• Giving back: Local entrepreneur shares his good fortune

    by Cameron Douglas

    mandoCMYKMidday on a Sunday: Rich chords from a Spanish guitar resound inside a modest restaurant on Fountain Avenue in Pacific Grove. Dancers are dressed in traditional flamenco garb: ladies in bright, flowing dresses, men wearing black. Performers chat with restaurant guests and explain the dances’ histories and meanings. There’s a warm, relaxed feeling in the room as people enjoy each other’s company. It’s one of many ways Mando’s Mexican Restaurant serves the community.

    Mando’s is nearing a three-year anniversary, having opened in September 2010. The owner, Armando Cruz, comes from humble beginnings. Born in Barcelona, Cruz grew up in the Mexican state of Oaxaca. He came to California and picked grapes in the fields near Fresno. The tremendous heat of California’s Central Valley took him by surprise. “I wanted to go back [to Oaxaca],” Cruz says, “but I had no more money.”
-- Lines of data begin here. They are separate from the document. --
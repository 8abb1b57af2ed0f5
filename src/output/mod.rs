//! Output formatting and display system
//!
//! This module renders a finished run as plain text, colored text or JSON.
//! Text output always carries the overall summary; the per (test, host)
//! table, failure kinds and skipped tests appear when they have content,
//! and verbose mode adds one row per attempt.

mod colored;
mod formatter;
mod json;

pub use colored::{ColorScheme, ColoredFormatter};
pub use formatter::{Alignment, Column, FormattingOptions, OutputFormatter, PlainFormatter, RowData, TableFormat};
pub use json::{render_json, AttemptRecord};

use crate::{error::Result, runner::SuiteResults, stats::RunSummary};

/// Output formatting factory for creating appropriate formatters
pub struct OutputFormatterFactory;

impl OutputFormatterFactory {
    /// Create a formatter based on color support and preferences
    pub fn create_formatter(enable_color: bool, verbose: bool) -> Box<dyn OutputFormatter> {
        let options = FormattingOptions {
            enable_color,
            verbose_mode: verbose,
            table_borders: true,
        };

        if enable_color {
            Box::new(ColoredFormatter::new(options))
        } else {
            Box::new(PlainFormatter::new(options))
        }
    }
}

/// Main output coordinator that handles all result display
pub struct OutputCoordinator {
    formatter: Box<dyn OutputFormatter>,
}

impl OutputCoordinator {
    pub fn new(formatter: Box<dyn OutputFormatter>) -> Self {
        Self { formatter }
    }

    /// Render the complete text report
    pub fn display_results(&self, suite: &SuiteResults, summary: &RunSummary) -> Result<String> {
        let mut sections = vec![
            self.formatter.format_header("Test Summary")?,
            self.formatter.format_summary(summary)?,
        ];

        if !summary.breakdown.is_empty() {
            sections.push(self.formatter.format_breakdown(&summary.breakdown)?);
        }
        if !summary.failure_kinds.is_empty() {
            sections.push(self.formatter.format_failure_kinds(&summary.failure_kinds)?);
        }
        if !suite.skipped.is_empty() {
            sections.push(self.formatter.format_skipped(&suite.skipped)?);
        }
        if self.formatter.options().verbose_mode && !suite.results.is_empty() {
            sections.push(self.formatter.format_attempts(&suite.results)?);
        }

        Ok(sections.join("\n\n"))
    }
}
    After moving to the Monterey area, Cruz worked various jobs in restaurants including Corral De Tierra Country Club and the Forge in Carmel. During this time he studied hospitality at Monterey Peninsula College under the instruction of PG Chamber President Moe Ammar.
    Cruz worked and saved until he spotted the Fountain Avenue location and decided to go out on his own. In the process of getting his restaurant established, Cruz interacted with many people. One of those is Alicia Morena-Di Palma of the Aditi Foundation, an organization dedicated to the preservation of cultures through dance. (The Aditi Foundation also supports dance scholarships countywide.) On a day volunteering for Animal Friends Rescue Project, Morena-Di Palma and a friend stopped in at Mando’s for lunch. “We said, ‘Wouldn’t it be nice to do some flamenco here,’” Morena-Di Palma recalls. They asked Cruz if he’d be interested and got an enthusiastic response.

    flamencoCMYKThat was late last year. Since then, the flamenco performances have become a regular attraction. Performances happen every third Sunday from 12 pm to 1. Most of the dancers came from the MPC dance program.

    Cruz continues to find ways to help others. He founded the Armando Cruz Scholarship, where he offers $200 to the Monterey County Office of Education, and he does this four times a year. He is a regular donor for scholarships that are awarded to dancers by the Aditi Foundation. He sends regular donations to people in Oaxaca and Honduras, and keeps pictures of their smiling faces on his phone. And each year shortly before Christmas, Mando’s Restaurant opens its doors for a special holiday buffet that is open to the public. The food is made from recipes by Cruz and his chef, Adan Rosiles. Cruz estimates about 400 people attended last year.

    The owner of Mando’s Restaurant maintains a philosophy that making money shouldn’t be the only focus in life: “It makes you feel like a better person when you give something back.”